» **What the task asks**: The response should hold each line from the entries below where "input" is found.

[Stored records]
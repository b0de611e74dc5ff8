use std::collections::BTreeMap;

use serde::de::Error as _;
use serde::{Deserialize, Deserializer, Serialize, Serializer};
use serde_json::{Map, Value};

pub const RUN_START: &str = "runStart";
pub const CALL_START: &str = "callStart";
pub const CALL_CHAT: &str = "callChat";
pub const CALL_PROGRESS: &str = "callProgress";
pub const CALL_FINISH: &str = "callFinish";
pub const CALL_CONTINUE: &str = "callContinue";
pub const CALL_CONFIRM: &str = "callConfirm";
pub const CALL_SUB_CALLS: &str = "callSubCalls";
pub const RUN_FINISH: &str = "runFinish";

/// One execution event emitted by the tool engine.
///
/// The wire shape is a flat JSON object discriminated by `type`. Types this
/// crate does not know about are kept as [`Frame::Unknown`] with the original
/// object so they can still be logged and rendered.
#[derive(Clone, Debug, PartialEq)]
pub enum Frame {
    RunStart(FrameBody),
    CallStart(FrameBody),
    CallChat(FrameBody),
    CallProgress(FrameBody),
    CallFinish(FrameBody),
    CallContinue(FrameBody),
    CallConfirm(FrameBody),
    CallSubCalls(FrameBody),
    RunFinish(FrameBody),
    Unknown { kind: String, payload: Value },
}

/// Fields shared by every known frame type. All of them are optional on the
/// wire.
#[derive(Clone, Debug, Default, PartialEq, Serialize, Deserialize)]
pub struct FrameBody {
    #[serde(
        default,
        skip_serializing_if = "Option::is_none",
        deserialize_with = "lenient_opt_string"
    )]
    pub id: Option<String>,
    #[serde(default, skip_serializing_if = "Option::is_none")]
    pub tool: Option<ToolInfo>,
    #[serde(
        default,
        skip_serializing_if = "Option::is_none",
        deserialize_with = "lenient_opt_string"
    )]
    pub input: Option<String>,
    #[serde(
        default,
        skip_serializing_if = "Vec::is_empty",
        deserialize_with = "lenient_outputs"
    )]
    pub output: Vec<CallOutput>,
    #[serde(default, skip_serializing_if = "Option::is_none")]
    pub start: Option<Value>,
    #[serde(default, skip_serializing_if = "Option::is_none")]
    pub end: Option<Value>,
    /// Failure text reported by the engine. A `runFinish` carrying a
    /// non-empty error is the explicit error record of the protocol.
    #[serde(
        default,
        skip_serializing_if = "Option::is_none",
        deserialize_with = "lenient_opt_string"
    )]
    pub error: Option<String>,
    /// Fields this crate does not model, kept verbatim.
    #[serde(flatten)]
    pub extra: Map<String, Value>,
}

#[derive(Clone, Debug, Default, PartialEq, Serialize, Deserialize)]
pub struct ToolInfo {
    #[serde(
        default,
        skip_serializing_if = "Option::is_none",
        deserialize_with = "lenient_opt_string"
    )]
    pub description: Option<String>,
    #[serde(flatten)]
    pub extra: Map<String, Value>,
}

/// One element of a frame's `output` sequence.
#[derive(Clone, Debug, Default, PartialEq, Serialize, Deserialize)]
pub struct CallOutput {
    #[serde(default, deserialize_with = "lenient_string")]
    pub content: String,
    #[serde(rename = "subCalls", default, skip_serializing_if = "Option::is_none")]
    pub sub_calls: Option<BTreeMap<String, SubCall>>,
    #[serde(flatten)]
    pub extra: Map<String, Value>,
}

/// A nested invocation spawned by a tool call, keyed by its call id.
#[derive(Clone, Debug, Default, PartialEq, Serialize, Deserialize)]
pub struct SubCall {
    #[serde(rename = "toolID", default, deserialize_with = "lenient_string")]
    pub tool_id: String,
    #[serde(default, deserialize_with = "lenient_string")]
    pub input: String,
    #[serde(flatten)]
    pub extra: Map<String, Value>,
}

impl Frame {
    /// Returns the wire `type` of this frame.
    pub fn kind(&self) -> &str {
        match self {
            Frame::RunStart(_) => RUN_START,
            Frame::CallStart(_) => CALL_START,
            Frame::CallChat(_) => CALL_CHAT,
            Frame::CallProgress(_) => CALL_PROGRESS,
            Frame::CallFinish(_) => CALL_FINISH,
            Frame::CallContinue(_) => CALL_CONTINUE,
            Frame::CallConfirm(_) => CALL_CONFIRM,
            Frame::CallSubCalls(_) => CALL_SUB_CALLS,
            Frame::RunFinish(_) => RUN_FINISH,
            Frame::Unknown { kind, .. } => kind,
        }
    }

    /// Returns the typed body, or `None` for unknown frames.
    pub fn body(&self) -> Option<&FrameBody> {
        match self {
            Frame::RunStart(body)
            | Frame::CallStart(body)
            | Frame::CallChat(body)
            | Frame::CallProgress(body)
            | Frame::CallFinish(body)
            | Frame::CallContinue(body)
            | Frame::CallConfirm(body)
            | Frame::CallSubCalls(body)
            | Frame::RunFinish(body) => Some(body),
            Frame::Unknown { .. } => None,
        }
    }

    /// True for the record that ends a run, successful or not.
    pub fn is_terminal(&self) -> bool {
        matches!(self, Frame::RunFinish(_))
    }

    /// Returns the engine error carried by a terminal frame.
    pub fn error_message(&self) -> Option<&str> {
        match self {
            Frame::RunFinish(body) => body.error_message(),
            _ => None,
        }
    }

    /// Successful terminal record.
    pub fn run_finish(end: impl Into<Value>) -> Self {
        Frame::RunFinish(FrameBody::default().with_end(end))
    }

    /// Terminal record reporting an upstream failure.
    pub fn run_error(message: impl Into<String>, end: impl Into<Value>) -> Self {
        Frame::RunFinish(FrameBody {
            error: Some(message.into()),
            ..FrameBody::default().with_end(end)
        })
    }

    fn known(kind: &str) -> Option<fn(FrameBody) -> Frame> {
        let ctor: fn(FrameBody) -> Frame = match kind {
            RUN_START => Frame::RunStart,
            CALL_START => Frame::CallStart,
            CALL_CHAT => Frame::CallChat,
            CALL_PROGRESS => Frame::CallProgress,
            CALL_FINISH => Frame::CallFinish,
            CALL_CONTINUE => Frame::CallContinue,
            CALL_CONFIRM => Frame::CallConfirm,
            CALL_SUB_CALLS => Frame::CallSubCalls,
            RUN_FINISH => Frame::RunFinish,
            _ => return None,
        };
        Some(ctor)
    }
}

impl FrameBody {
    pub fn tool_description(&self) -> Option<&str> {
        self.tool.as_ref().and_then(|tool| tool.description.as_deref())
    }

    /// Content of the last `output` element, if any.
    pub fn last_output_content(&self) -> Option<&str> {
        self.output.last().map(|output| output.content.as_str())
    }

    pub fn error_message(&self) -> Option<&str> {
        self.error.as_deref().filter(|message| !message.trim().is_empty())
    }

    pub fn with_tool(mut self, description: impl Into<String>) -> Self {
        self.tool = Some(ToolInfo {
            description: Some(description.into()),
            extra: Map::new(),
        });
        self
    }

    pub fn with_input(mut self, input: impl Into<String>) -> Self {
        self.input = Some(input.into());
        self
    }

    pub fn with_output(mut self, output: CallOutput) -> Self {
        self.output.push(output);
        self
    }

    pub fn with_end(mut self, end: impl Into<Value>) -> Self {
        self.end = Some(end.into());
        self
    }
}

impl CallOutput {
    pub fn text(content: impl Into<String>) -> Self {
        Self {
            content: content.into(),
            ..Self::default()
        }
    }

    pub fn with_sub_call(mut self, id: impl Into<String>, sub_call: SubCall) -> Self {
        self.sub_calls
            .get_or_insert_with(BTreeMap::new)
            .insert(id.into(), sub_call);
        self
    }
}

impl SubCall {
    pub fn new(tool_id: impl Into<String>, input: impl Into<String>) -> Self {
        Self {
            tool_id: tool_id.into(),
            input: input.into(),
            extra: Map::new(),
        }
    }
}

impl Serialize for Frame {
    fn serialize<S: Serializer>(&self, serializer: S) -> Result<S::Ok, S::Error> {
        #[derive(Serialize)]
        struct Tagged<'a> {
            #[serde(rename = "type")]
            kind: &'a str,
            #[serde(flatten)]
            body: &'a FrameBody,
        }

        match self {
            Frame::Unknown { kind, payload } => match payload {
                Value::Object(map) if !map.contains_key("type") => {
                    let mut map = map.clone();
                    map.insert("type".into(), Value::String(kind.clone()));
                    map.serialize(serializer)
                }
                _ => payload.serialize(serializer),
            },
            known => match known.body() {
                Some(body) => Tagged {
                    kind: known.kind(),
                    body,
                }
                .serialize(serializer),
                None => Err(serde::ser::Error::custom("frame has no body")),
            },
        }
    }
}

impl<'de> Deserialize<'de> for Frame {
    fn deserialize<D: Deserializer<'de>>(deserializer: D) -> Result<Self, D::Error> {
        let Value::Object(mut map) = Value::deserialize(deserializer)? else {
            return Err(D::Error::custom("frame must be a JSON object"));
        };
        let kind = match map.get("type") {
            Some(Value::String(kind)) => kind.clone(),
            Some(_) => return Err(D::Error::custom("frame `type` must be a string")),
            None => return Err(D::Error::missing_field("type")),
        };
        let Some(ctor) = Frame::known(&kind) else {
            return Ok(Frame::Unknown {
                kind,
                payload: Value::Object(map),
            });
        };
        map.remove("type");
        let body = FrameBody::deserialize(Value::Object(map)).map_err(D::Error::custom)?;
        Ok(ctor(body))
    }
}

// The engine is not strict about string fields; anything else is kept as its
// JSON text rather than failing the whole record.
fn lenient_string<'de, D: Deserializer<'de>>(deserializer: D) -> Result<String, D::Error> {
    Ok(lenient_opt_string(deserializer)?.unwrap_or_default())
}

fn lenient_opt_string<'de, D: Deserializer<'de>>(
    deserializer: D,
) -> Result<Option<String>, D::Error> {
    Ok(match Value::deserialize(deserializer)? {
        Value::Null => None,
        Value::String(text) => Some(text),
        other => Some(other.to_string()),
    })
}

// `output` is a list of objects on call frames, but run frames carry a plain
// string. Strings become text outputs; an empty string means no output.
fn lenient_outputs<'de, D: Deserializer<'de>>(
    deserializer: D,
) -> Result<Vec<CallOutput>, D::Error> {
    match Value::deserialize(deserializer)? {
        Value::Null => Ok(Vec::new()),
        Value::Array(items) => items
            .into_iter()
            .filter(|item| !item.is_null())
            .map(|item| output_from_value(item).map_err(D::Error::custom))
            .collect(),
        Value::String(text) if text.is_empty() => Ok(Vec::new()),
        other => output_from_value(other)
            .map(|output| vec![output])
            .map_err(D::Error::custom),
    }
}

fn output_from_value(value: Value) -> Result<CallOutput, serde_json::Error> {
    match value {
        Value::Object(_) => CallOutput::deserialize(value),
        Value::String(text) => Ok(CallOutput::text(text)),
        other => Ok(CallOutput::text(other.to_string())),
    }
}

» **Exercise answer**:
    pub input: Option<String>,
    pub input: String,
    pub fn with_input(mut self, input: impl Into<String>) -> Self {
        self.input = Some(input.into());
    pub fn new(tool_id: impl Into<String>, input: impl Into<String>) -> Self {
            input: input.into(),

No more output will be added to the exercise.